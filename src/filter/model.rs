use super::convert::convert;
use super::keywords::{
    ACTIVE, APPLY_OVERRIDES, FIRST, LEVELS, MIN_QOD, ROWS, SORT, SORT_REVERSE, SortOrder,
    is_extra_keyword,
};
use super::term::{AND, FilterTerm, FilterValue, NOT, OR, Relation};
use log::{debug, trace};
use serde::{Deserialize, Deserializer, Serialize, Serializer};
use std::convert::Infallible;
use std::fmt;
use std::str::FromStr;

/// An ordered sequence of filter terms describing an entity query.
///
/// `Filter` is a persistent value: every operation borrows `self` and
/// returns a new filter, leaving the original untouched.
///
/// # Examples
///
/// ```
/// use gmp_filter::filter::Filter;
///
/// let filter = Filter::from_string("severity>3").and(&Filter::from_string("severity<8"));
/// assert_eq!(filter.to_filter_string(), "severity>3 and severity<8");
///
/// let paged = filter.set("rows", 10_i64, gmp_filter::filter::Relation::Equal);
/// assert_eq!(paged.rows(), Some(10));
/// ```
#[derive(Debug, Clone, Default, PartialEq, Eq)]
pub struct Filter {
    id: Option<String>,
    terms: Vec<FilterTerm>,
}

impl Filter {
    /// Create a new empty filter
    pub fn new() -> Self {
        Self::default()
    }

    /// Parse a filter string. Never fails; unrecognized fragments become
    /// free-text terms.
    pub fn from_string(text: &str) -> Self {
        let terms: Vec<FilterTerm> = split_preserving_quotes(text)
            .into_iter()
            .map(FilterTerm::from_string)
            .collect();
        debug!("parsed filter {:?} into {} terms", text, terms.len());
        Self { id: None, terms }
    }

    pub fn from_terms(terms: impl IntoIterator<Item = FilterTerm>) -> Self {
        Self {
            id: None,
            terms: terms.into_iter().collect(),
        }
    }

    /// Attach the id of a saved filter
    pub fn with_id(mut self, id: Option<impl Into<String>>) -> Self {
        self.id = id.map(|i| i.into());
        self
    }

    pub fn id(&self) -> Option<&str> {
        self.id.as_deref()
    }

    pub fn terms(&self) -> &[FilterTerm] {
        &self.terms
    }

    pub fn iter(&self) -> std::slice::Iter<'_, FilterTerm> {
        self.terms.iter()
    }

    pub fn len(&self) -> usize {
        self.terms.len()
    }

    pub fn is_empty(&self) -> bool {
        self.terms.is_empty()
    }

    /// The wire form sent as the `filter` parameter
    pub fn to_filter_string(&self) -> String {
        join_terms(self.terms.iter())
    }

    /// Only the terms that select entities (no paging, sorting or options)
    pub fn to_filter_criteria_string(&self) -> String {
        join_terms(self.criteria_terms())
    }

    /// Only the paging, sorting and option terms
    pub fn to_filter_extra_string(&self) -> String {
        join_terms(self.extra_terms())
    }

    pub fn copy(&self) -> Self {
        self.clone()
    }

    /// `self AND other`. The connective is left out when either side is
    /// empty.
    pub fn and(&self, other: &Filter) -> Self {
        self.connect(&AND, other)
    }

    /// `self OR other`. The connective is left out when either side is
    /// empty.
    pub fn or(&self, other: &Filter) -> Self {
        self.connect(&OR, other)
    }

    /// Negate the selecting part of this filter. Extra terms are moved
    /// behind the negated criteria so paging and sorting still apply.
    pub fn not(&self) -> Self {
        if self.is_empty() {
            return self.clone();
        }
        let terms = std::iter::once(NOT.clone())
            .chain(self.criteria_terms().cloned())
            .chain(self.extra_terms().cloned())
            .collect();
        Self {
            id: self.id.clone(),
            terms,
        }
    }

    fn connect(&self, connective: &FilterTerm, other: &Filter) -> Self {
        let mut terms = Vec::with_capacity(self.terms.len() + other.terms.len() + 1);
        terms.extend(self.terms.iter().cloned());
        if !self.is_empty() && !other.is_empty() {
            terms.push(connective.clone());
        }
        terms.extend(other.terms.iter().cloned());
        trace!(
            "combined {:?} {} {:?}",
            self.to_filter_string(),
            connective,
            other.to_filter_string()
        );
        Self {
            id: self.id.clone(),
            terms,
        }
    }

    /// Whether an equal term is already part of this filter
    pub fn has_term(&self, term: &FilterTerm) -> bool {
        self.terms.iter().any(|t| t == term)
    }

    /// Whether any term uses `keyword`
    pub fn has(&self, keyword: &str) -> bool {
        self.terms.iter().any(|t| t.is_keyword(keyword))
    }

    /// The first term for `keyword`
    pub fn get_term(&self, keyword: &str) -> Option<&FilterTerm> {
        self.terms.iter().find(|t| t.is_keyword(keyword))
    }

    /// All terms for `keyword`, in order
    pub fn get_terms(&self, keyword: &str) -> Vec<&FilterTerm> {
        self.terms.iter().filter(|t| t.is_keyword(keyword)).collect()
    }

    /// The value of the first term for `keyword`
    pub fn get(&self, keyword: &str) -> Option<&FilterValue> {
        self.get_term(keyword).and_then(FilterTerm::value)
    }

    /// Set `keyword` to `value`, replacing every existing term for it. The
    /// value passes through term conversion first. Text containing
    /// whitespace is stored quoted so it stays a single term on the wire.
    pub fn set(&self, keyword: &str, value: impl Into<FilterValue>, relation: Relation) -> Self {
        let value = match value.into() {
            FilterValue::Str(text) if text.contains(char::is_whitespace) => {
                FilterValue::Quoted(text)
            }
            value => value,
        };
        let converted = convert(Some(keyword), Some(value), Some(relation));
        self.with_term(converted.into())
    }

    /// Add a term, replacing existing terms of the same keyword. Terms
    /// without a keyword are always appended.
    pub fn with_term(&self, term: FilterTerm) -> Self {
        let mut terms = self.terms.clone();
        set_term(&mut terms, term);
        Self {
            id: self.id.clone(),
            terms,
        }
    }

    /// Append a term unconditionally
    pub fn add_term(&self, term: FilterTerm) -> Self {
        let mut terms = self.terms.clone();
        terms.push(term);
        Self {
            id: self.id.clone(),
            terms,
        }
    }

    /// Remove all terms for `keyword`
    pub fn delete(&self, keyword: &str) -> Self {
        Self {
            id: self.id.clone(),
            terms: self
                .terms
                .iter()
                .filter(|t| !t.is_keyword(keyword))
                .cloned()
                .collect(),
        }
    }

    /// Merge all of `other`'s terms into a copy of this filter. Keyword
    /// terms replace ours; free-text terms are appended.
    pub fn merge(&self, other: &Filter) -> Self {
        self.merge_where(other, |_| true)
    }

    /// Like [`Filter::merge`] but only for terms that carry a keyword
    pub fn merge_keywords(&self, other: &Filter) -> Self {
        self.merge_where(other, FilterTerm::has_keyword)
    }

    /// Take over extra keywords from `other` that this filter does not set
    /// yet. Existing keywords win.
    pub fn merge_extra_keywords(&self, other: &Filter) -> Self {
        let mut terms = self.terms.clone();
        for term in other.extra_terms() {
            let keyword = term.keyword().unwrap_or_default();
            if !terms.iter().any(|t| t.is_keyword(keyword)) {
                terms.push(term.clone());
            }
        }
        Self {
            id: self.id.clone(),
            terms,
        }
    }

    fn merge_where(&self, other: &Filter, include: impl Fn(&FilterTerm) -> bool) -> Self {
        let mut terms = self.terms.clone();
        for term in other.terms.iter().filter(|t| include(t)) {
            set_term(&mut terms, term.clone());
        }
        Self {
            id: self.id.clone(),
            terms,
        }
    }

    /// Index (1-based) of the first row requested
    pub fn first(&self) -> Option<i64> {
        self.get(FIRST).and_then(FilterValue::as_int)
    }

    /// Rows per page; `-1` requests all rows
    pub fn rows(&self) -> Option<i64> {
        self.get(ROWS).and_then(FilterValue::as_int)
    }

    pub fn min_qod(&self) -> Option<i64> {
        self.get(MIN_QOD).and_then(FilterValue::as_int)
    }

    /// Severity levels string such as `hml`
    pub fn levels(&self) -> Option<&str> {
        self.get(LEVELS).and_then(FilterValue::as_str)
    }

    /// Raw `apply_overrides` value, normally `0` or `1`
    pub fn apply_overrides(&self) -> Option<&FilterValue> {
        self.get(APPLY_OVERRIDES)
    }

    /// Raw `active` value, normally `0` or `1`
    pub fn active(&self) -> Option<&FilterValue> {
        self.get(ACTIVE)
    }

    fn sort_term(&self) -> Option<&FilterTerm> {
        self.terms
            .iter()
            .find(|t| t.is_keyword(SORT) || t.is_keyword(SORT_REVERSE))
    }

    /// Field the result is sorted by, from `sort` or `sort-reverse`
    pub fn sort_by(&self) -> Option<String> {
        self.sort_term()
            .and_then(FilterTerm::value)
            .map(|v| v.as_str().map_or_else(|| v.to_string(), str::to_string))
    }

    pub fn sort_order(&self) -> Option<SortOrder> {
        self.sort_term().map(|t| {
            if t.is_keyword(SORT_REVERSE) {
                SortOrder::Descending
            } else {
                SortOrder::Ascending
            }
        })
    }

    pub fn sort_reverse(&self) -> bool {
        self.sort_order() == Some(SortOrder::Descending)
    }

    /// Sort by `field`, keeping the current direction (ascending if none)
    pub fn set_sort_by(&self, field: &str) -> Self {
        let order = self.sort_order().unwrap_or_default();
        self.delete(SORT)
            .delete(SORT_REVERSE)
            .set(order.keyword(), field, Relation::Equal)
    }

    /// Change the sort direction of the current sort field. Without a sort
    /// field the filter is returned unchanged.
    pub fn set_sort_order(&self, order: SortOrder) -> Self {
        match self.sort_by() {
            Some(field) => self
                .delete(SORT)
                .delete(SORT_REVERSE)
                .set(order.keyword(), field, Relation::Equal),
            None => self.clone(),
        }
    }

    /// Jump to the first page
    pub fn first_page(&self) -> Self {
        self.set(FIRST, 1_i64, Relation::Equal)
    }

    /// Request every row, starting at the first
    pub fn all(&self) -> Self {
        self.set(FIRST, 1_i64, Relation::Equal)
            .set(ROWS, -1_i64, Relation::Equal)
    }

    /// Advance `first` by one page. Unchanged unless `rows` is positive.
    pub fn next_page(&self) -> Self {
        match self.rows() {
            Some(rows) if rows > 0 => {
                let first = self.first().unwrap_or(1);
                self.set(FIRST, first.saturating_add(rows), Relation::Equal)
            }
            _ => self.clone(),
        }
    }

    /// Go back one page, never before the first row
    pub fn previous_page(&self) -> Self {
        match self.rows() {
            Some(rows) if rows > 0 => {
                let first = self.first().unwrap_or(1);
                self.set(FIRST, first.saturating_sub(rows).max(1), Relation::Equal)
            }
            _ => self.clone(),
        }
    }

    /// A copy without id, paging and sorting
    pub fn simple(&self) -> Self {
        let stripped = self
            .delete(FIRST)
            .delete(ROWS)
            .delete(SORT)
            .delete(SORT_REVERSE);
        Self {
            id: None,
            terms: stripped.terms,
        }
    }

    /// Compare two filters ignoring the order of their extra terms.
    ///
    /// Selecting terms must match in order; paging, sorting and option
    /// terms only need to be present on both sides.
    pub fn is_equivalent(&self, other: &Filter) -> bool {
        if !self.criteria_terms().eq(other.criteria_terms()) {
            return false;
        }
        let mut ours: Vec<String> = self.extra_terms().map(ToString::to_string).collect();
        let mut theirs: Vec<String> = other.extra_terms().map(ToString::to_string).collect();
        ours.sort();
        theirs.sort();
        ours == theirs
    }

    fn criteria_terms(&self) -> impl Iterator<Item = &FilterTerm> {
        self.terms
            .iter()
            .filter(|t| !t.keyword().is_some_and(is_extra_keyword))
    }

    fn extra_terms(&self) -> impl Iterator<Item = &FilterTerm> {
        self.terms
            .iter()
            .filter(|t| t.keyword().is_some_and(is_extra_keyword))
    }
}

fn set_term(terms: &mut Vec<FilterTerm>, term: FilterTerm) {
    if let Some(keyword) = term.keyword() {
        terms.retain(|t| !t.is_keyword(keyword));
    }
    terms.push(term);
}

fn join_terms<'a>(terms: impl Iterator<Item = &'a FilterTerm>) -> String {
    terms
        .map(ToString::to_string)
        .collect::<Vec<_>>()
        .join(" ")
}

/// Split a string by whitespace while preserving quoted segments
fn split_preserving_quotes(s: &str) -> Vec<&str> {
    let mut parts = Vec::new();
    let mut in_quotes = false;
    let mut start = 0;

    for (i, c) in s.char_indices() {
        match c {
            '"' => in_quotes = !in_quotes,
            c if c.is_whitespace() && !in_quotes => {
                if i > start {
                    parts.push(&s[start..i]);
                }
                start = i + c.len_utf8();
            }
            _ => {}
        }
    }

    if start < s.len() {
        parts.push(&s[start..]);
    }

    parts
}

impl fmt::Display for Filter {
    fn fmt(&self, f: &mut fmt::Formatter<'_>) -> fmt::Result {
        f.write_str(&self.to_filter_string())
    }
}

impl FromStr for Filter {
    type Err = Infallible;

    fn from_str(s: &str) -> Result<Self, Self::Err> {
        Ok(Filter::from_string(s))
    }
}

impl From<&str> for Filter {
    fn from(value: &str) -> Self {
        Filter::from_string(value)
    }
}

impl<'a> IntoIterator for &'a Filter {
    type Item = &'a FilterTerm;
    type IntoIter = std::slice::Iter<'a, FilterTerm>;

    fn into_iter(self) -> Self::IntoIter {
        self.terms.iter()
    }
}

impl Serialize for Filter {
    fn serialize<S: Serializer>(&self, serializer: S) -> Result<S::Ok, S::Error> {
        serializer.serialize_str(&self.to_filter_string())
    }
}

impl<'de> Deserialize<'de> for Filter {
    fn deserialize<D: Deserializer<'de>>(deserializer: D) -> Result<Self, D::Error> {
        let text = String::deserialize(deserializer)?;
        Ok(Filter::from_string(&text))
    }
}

## Problem
The task calls for all lines in the entries that hold "Descending".

## Result of this task
                SortOrder::Descending
        self.sort_order() == Some(SortOrder::Descending)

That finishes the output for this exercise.